===== INPUT DATA =====

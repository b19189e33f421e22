use connectors::{file::csv::error::FileError, sql::base::error::DbError};
use serde::Serialize;
use std::fmt;
use thiserror::Error;

/// The database-facing steps of an import, used to say where a statement failed.
#[derive(Debug, Clone, Copy, PartialEq, Eq, Serialize)]
pub enum Stage {
    DropTable,
    CreateTable,
    Truncate,
    Inspect,
    Load,
    KeyInjection,
    PostLoad,
}

impl Stage {
    pub fn as_str(&self) -> &'static str {
        match self {
            Stage::DropTable => "drop table",
            Stage::CreateTable => "create table",
            Stage::Truncate => "truncate table",
            Stage::Inspect => "inspect table",
            Stage::Load => "load rows",
            Stage::KeyInjection => "inject primary key",
            Stage::PostLoad => "post-load sql",
        }
    }
}

impl fmt::Display for Stage {
    fn fmt(&self, f: &mut fmt::Formatter<'_>) -> fmt::Result {
        f.write_str(self.as_str())
    }
}

/// Every way an import can fail. All of them are fatal: nothing is retried
/// and statements that already ran stay applied.
#[derive(Debug, Error)]
pub enum ImportError {
    /// The source file could not be opened or read.
    #[error("I/O error: {0}")]
    Io(#[from] FileError),

    /// The header (or explicit column list) cannot produce a table.
    #[error("Schema error: {0}")]
    Schema(String),

    /// `create` is off and there is no table to load into.
    #[error("Table `{0}` does not exist and table creation is disabled")]
    MissingTable(String),

    /// A DDL or post-load statement failed.
    #[error("SQL error during {stage}: {source}")]
    Sql {
        stage: Stage,
        #[source]
        source: DbError,
    },

    /// A single row insert failed; rows before it remain in the table.
    #[error("Error adding data at row {row} (line {line}): {source}")]
    Insert {
        row: u64,
        line: u64,
        #[source]
        source: DbError,
    },

    /// A data row does not match the table's column count.
    #[error("Row {row} (line {line}) has {found} fields, table has {expected} columns")]
    RowShape {
        row: u64,
        line: u64,
        expected: usize,
        found: usize,
    },

    /// The post-load script could not run or reported a problem.
    #[error("Post-load script failed: {0}")]
    ExternalProcess(String),

    /// An operator interrupted the run.
    #[error("Import cancelled during {0}")]
    Cancelled(Stage),
}

impl ImportError {
    pub fn sql(stage: Stage) -> impl FnOnce(DbError) -> ImportError {
        move |source| ImportError::Sql { stage, source }
    }
}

=====

▶ [EXERCISE BRIEF]: In the entries above, the lines between the one holding "opened or read." and the one holding "in the table.", inclusive, are to be printed exactly as written, and those alone.

▶ [THE ANSWER]:
    /// The source file could not be opened or read.
    #[error("I/O error: {0}")]
    Io(#[from] FileError),

    /// The header (or explicit column list) cannot produce a table.
    #[error("Schema error: {0}")]
    Schema(String),

    /// `create` is off and there is no table to load into.
    #[error("Table `{0}` does not exist and table creation is disabled")]
    MissingTable(String),

    /// A DDL or post-load statement failed.
    #[error("SQL error during {stage}: {source}")]
    Sql {
        stage: Stage,
        #[source]
        source: DbError,
    },

    /// A single row insert failed; rows before it remain in the table.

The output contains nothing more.